By the close, the FTSE 100 was up one per cent, or 52.77 points, at 5,227.02, adding to the previous session’s 0.9 per cent gain, although it remains down 3.1 per cent in September.
Underscoring the political disunity at the heart of the crisis, Austrian approval of changes to the region’s bailout fund faced a setback after a parliamentary committee failed to clear the measure for a quick vote.
The news prompted a short-lived index pullback and came ahead of a conference call between German, French and Greek leaders as Athens tries to implement austerity cuts and secure fresh bailout funds.
Weak US retail sales data added to the pullback.
The lack of clarity was evident in the derivatives markets, Atif Latif, director of trading at Guardian Stockbrokers said, citing buying of puts versus calls across both October and November contracts, “possibly taking advantage of the call skew”.
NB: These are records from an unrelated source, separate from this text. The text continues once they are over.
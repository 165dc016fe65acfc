mod cli;
mod runner;

#[tokio::main]
async fn main() -> anyhow::Result<()> {
    let cli = cli::parse_cli();
    runner::run_from_cli(cli).await
}
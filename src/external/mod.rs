pub mod runner;
pub mod tools;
The trading pattern also seemed “to indicate that investors are unsure about a directional play but are now trading volatility,” he said.
Integrated oils led the charge thanks mostly to BP which ended up 3.5 per cent after a key US government report into the Macondo oil spill split the blame between the firm, fellow partners in the field and contractors.
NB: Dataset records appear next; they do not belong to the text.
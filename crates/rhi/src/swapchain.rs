//! Swapchain state as seen by the frame core.
//!
//! Swapchain creation, format negotiation and recreation belong to the
//! window/device layer. The frame core receives a [`Swapchain`] snapshot
//! describing the presentable handle, its extent and format, and one
//! [`ImageView`] per swapchain image, and tracks which image is current.

use ash::vk;

use crate::error::{RhiError, RhiResult};
use crate::image::ImageView;

/// Presentable swapchain handle and its image views.
#[derive(Clone, Debug)]
pub struct Swapchain {
    handle: vk::SwapchainKHR,
    format: vk::Format,
    extent: vk::Extent2D,
    image_views: Vec<ImageView>,
    current_image_index: u32,
}

impl Swapchain {
    /// Wraps an externally created swapchain.
    ///
    /// # Errors
    ///
    /// Returns [`RhiError::InvalidHandle`] if `image_views` is empty.
    pub fn from_raw_parts(
        handle: vk::SwapchainKHR,
        format: vk::Format,
        extent: vk::Extent2D,
        image_views: Vec<ImageView>,
    ) -> RhiResult<Self> {
        if image_views.is_empty() {
            return Err(RhiError::InvalidHandle(
                "swapchain has no image views".to_string(),
            ));
        }
        Ok(Self {
            handle,
            format,
            extent,
            image_views,
            current_image_index: 0,
        })
    }

    #[inline]
    pub fn handle(&self) -> vk::SwapchainKHR {
        self.handle
    }

    #[inline]
    pub fn format(&self) -> vk::Format {
        self.format
    }

    #[inline]
    pub fn vk_extent(&self) -> vk::Extent2D {
        self.extent
    }

    pub fn image_count(&self) -> u32 {
        self.image_views.len() as u32
    }

    pub fn image_views(&self) -> &[ImageView] {
        &self.image_views
    }

    pub fn current_image_index(&self) -> u32 {
        self.current_image_index
    }

    /// Records the image returned by the last acquire.
    ///
    /// # Errors
    ///
    /// Returns [`RhiError::InvalidHandle`] if `index` is not a valid image.
    pub fn set_current_image_index(&mut self, index: u32) -> RhiResult<()> {
        if index as usize >= self.image_views.len() {
            return Err(RhiError::InvalidHandle(format!(
                "swapchain image index {index} out of range ({} images)",
                self.image_views.len()
            )));
        }
        self.current_image_index = index;
        Ok(())
    }

    /// View of the currently acquired image.
    pub fn current_image_view(&self) -> ImageView {
        self.image_views[self.current_image_index as usize]
    }
}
Leading blue-chip gainers in volume, nearly four times its 90-day daily average, was high street fashion retailer Next, up 6.3 per cent after its first-half profits beat forecasts.
The firm said any further erosion of Eurozone sovereign finances was the biggest unknown risk for profits going forward, although it was more sanguine on the outlook for the UK consumer.
Peers elsewhere in the sector were boosted by Next’s results, with Marks and Spencer up 2.5 percent, although macroeconomic data did little to help, as the number of UK unemployed rose at its fastest pace for two years.
With data weakening across the developed world, fears of a return to recession are rising and the chances of a fresh round of quantitative easing from the Bank of England are now 40 per cent, a Reuters poll showed yesterday.